Directions >> Reproduce the data in full, exactly.
--- Given data ---
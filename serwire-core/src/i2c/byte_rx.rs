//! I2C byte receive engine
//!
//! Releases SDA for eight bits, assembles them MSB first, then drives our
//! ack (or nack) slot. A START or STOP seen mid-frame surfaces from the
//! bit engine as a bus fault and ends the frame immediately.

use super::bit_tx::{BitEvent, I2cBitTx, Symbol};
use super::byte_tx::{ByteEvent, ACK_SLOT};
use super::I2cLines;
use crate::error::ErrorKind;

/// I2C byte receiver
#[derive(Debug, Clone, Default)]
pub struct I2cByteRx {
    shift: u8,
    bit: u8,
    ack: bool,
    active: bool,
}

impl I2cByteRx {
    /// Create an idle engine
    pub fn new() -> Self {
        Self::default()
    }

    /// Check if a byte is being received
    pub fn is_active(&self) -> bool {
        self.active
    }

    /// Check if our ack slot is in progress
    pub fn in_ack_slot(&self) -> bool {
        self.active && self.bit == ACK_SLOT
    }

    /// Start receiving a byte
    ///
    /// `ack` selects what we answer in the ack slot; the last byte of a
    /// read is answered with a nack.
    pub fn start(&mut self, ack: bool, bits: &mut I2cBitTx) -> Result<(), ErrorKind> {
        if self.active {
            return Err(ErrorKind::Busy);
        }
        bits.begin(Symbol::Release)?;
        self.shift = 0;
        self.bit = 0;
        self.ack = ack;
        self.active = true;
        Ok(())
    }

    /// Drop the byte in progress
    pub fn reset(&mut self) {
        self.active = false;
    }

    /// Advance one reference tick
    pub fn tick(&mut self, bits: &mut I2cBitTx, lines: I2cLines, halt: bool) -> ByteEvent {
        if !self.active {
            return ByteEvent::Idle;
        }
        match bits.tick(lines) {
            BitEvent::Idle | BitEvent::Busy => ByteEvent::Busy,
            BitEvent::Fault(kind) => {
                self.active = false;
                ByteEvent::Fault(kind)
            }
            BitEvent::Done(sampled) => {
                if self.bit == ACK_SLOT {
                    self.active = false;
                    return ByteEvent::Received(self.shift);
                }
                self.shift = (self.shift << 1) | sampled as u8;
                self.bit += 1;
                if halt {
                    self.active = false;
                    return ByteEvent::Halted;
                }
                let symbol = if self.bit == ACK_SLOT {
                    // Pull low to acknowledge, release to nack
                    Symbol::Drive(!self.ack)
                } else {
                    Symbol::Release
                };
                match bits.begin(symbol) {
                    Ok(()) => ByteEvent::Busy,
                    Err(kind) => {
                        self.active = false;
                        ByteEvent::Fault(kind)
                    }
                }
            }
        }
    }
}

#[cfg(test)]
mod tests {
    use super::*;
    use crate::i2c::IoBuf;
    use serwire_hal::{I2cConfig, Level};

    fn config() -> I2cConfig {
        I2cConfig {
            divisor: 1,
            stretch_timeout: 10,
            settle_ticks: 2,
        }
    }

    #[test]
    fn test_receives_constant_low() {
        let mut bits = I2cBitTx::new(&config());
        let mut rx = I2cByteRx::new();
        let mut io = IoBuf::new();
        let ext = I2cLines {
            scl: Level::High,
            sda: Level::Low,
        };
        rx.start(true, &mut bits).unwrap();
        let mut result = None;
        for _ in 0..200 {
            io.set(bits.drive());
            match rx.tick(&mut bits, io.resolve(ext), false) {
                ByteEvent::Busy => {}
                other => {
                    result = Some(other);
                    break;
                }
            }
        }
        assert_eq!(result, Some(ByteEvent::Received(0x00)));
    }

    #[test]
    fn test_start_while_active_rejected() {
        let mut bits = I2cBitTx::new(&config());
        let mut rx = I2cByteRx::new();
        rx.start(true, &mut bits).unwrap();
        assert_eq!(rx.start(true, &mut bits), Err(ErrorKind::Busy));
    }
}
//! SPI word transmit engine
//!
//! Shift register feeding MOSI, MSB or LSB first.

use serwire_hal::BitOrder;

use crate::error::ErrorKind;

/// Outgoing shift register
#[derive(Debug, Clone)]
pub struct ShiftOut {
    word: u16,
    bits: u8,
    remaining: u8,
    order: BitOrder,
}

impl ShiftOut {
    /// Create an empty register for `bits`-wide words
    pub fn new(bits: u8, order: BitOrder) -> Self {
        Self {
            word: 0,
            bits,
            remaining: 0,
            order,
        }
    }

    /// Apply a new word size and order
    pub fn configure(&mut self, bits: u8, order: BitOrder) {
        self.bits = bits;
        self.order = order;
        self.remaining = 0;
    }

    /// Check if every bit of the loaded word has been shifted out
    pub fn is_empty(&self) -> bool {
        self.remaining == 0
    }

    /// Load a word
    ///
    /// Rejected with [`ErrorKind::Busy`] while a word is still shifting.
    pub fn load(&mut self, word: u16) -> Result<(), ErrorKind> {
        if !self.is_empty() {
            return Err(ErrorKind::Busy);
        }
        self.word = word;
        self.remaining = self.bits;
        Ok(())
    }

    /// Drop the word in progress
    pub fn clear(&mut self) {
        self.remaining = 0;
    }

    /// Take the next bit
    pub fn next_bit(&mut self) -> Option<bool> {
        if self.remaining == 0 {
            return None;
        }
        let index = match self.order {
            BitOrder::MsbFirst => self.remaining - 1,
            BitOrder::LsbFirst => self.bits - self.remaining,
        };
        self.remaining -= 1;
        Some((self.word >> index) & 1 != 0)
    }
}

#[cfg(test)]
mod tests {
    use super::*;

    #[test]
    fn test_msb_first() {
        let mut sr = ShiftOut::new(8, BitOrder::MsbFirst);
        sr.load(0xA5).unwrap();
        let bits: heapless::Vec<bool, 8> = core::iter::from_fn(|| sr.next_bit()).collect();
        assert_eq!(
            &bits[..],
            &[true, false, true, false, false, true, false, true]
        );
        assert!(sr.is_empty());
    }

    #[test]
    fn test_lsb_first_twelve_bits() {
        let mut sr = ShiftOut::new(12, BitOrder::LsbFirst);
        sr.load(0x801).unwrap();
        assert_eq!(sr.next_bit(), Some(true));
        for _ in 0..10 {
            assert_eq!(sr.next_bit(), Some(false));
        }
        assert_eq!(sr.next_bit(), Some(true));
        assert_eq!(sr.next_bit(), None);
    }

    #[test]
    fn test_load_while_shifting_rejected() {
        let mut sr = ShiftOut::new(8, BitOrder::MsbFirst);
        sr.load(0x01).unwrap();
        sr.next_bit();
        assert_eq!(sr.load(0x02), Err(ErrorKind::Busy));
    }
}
---
Output for this exercise >>
filename serwire-core/src/i2c/byte_rx.rs
//! I2C byte receive engine
//!
//! Releases SDA for eight bits, assembles them MSB first, then drives our
//! ack (or nack) slot. A START or STOP seen mid-frame surfaces from the
//! bit engine as a bus fault and ends the frame immediately.

use super::bit_tx::{BitEvent, I2cBitTx, Symbol};
use super::byte_tx::{ByteEvent, ACK_SLOT};
use super::I2cLines;
use crate::error::ErrorKind;

/// I2C byte receiver
#[derive(Debug, Clone, Default)]
pub struct I2cByteRx {
    shift: u8,
    bit: u8,
    ack: bool,
    active: bool,
}

impl I2cByteRx {
    /// Create an idle engine
    pub fn new() -> Self {
        Self::default()
    }

    /// Check if a byte is being received
    pub fn is_active(&self) -> bool {
        self.active
    }

    /// Check if our ack slot is in progress
    pub fn in_ack_slot(&self) -> bool {
        self.active && self.bit == ACK_SLOT
    }

    /// Start receiving a byte
    ///
    /// `ack` selects what we answer in the ack slot; the last byte of a
    /// read is answered with a nack.
    pub fn start(&mut self, ack: bool, bits: &mut I2cBitTx) -> Result<(), ErrorKind> {
        if self.active {
            return Err(ErrorKind::Busy);
        }
        bits.begin(Symbol::Release)?;
        self.shift = 0;
        self.bit = 0;
        self.ack = ack;
        self.active = true;
        Ok(())
    }

    /// Drop the byte in progress
    pub fn reset(&mut self) {
        self.active = false;
    }

    /// Advance one reference tick
    pub fn tick(&mut self, bits: &mut I2cBitTx, lines: I2cLines, halt: bool) -> ByteEvent {
        if !self.active {
            return ByteEvent::Idle;
        }
        match bits.tick(lines) {
            BitEvent::Idle | BitEvent::Busy => ByteEvent::Busy,
            BitEvent::Fault(kind) => {
                self.active = false;
                ByteEvent::Fault(kind)
            }
            BitEvent::Done(sampled) => {
                if self.bit == ACK_SLOT {
                    self.active = false;
                    return ByteEvent::Received(self.shift);
                }
                self.shift = (self.shift << 1) | sampled as u8;
                self.bit += 1;
                if halt {
                    self.active = false;
                    return ByteEvent::Halted;
                }
                let symbol = if self.bit == ACK_SLOT {
                    // Pull low to acknowledge, release to nack
                    Symbol::Drive(!self.ack)
                } else {
                    Symbol::Release
                };
                match bits.begin(symbol) {
                    Ok(()) => ByteEvent::Busy,
                    Err(kind) => {
                        self.active = false;
                        ByteEvent::Fault(kind)
                    }
                }
            }
        }
    }
}

#[cfg(test)]
mod tests {
    use super::*;
    use crate::i2c::IoBuf;
    use serwire_hal::{I2cConfig, Level};

    fn config() -> I2cConfig {
        I2cConfig {
            divisor: 1,
            stretch_timeout: 10,
            settle_ticks: 2,
        }
    }

    #[test]
    fn test_receives_constant_low() {
        let mut bits = I2cBitTx::new(&config());
        let mut rx = I2cByteRx::new();
        let mut io = IoBuf::new();
        let ext = I2cLines {
            scl: Level::High,
            sda: Level::Low,
        };
        rx.start(true, &mut bits).unwrap();
        let mut result = None;
        for _ in 0..200 {
            io.set(bits.drive());
            match rx.tick(&mut bits, io.resolve(ext), false) {
                ByteEvent::Busy => {}
                other => {
                    result = Some(other);
                    break;
                }
            }
        }
        assert_eq!(result, Some(ByteEvent::Received(0x00)));
    }

    #[test]
    fn test_start_while_active_rejected() {
        let mut bits = I2cBitTx::new(&config());
        let mut rx = I2cByteRx::new();
        rx.start(true, &mut bits).unwrap();
        assert_eq!(rx.start(true, &mut bits), Err(ErrorKind::Busy));
    }
}
//! SPI word transmit engine
//!
//! Shift register feeding MOSI, MSB or LSB first.

use serwire_hal::BitOrder;

use crate::error::ErrorKind;

/// Outgoing shift register
#[derive(Debug, Clone)]
pub struct ShiftOut {
    word: u16,
    bits: u8,
    remaining: u8,
    order: BitOrder,
}

impl ShiftOut {
    /// Create an empty register for `bits`-wide words
    pub fn new(bits: u8, order: BitOrder) -> Self {
        Self {
            word: 0,
            bits,
            remaining: 0,
            order,
        }
    }

    /// Apply a new word size and order
    pub fn configure(&mut self, bits: u8, order: BitOrder) {
        self.bits = bits;
        self.order = order;
        self.remaining = 0;
    }

    /// Check if every bit of the loaded word has been shifted out
    pub fn is_empty(&self) -> bool {
        self.remaining == 0
    }

    /// Load a word
    ///
    /// Rejected with [`ErrorKind::Busy`] while a word is still shifting.
    pub fn load(&mut self, word: u16) -> Result<(), ErrorKind> {
        if !self.is_empty() {
            return Err(ErrorKind::Busy);
        }
        self.word = word;
        self.remaining = self.bits;
        Ok(())
    }

    /// Drop the word in progress
    pub fn clear(&mut self) {
        self.remaining = 0;
    }

    /// Take the next bit
    pub fn next_bit(&mut self) -> Option<bool> {
        if self.remaining == 0 {
            return None;
        }
        let index = match self.order {
            BitOrder::MsbFirst => self.remaining - 1,
            BitOrder::LsbFirst => self.bits - self.remaining,
        };
        self.remaining -= 1;
        Some((self.word >> index) & 1 != 0)
    }
}

#[cfg(test)]
mod tests {
    use super::*;

    #[test]
    fn test_msb_first() {
        let mut sr = ShiftOut::new(8, BitOrder::MsbFirst);
        sr.load(0xA5).unwrap();
        let bits: heapless::Vec<bool, 8> = core::iter::from_fn(|| sr.next_bit()).collect();
        assert_eq!(
            &bits[..],
            &[true, false, true, false, false, true, false, true]
        );
        assert!(sr.is_empty());
    }

    #[test]
    fn test_lsb_first_twelve_bits() {
        let mut sr = ShiftOut::new(12, BitOrder::LsbFirst);
        sr.load(0x801).unwrap();
        assert_eq!(sr.next_bit(), Some(true));
        for _ in 0..10 {
            assert_eq!(sr.next_bit(), Some(false));
        }
        assert_eq!(sr.next_bit(), Some(true));
        assert_eq!(sr.next_bit(), None);
    }

    #[test]
    fn test_load_while_shifting_rejected() {
        let mut sr = ShiftOut::new(8, BitOrder::MsbFirst);
        sr.load(0x01).unwrap();
        sr.next_bit();
        assert_eq!(sr.load(0x02), Err(ErrorKind::Busy));
    }
}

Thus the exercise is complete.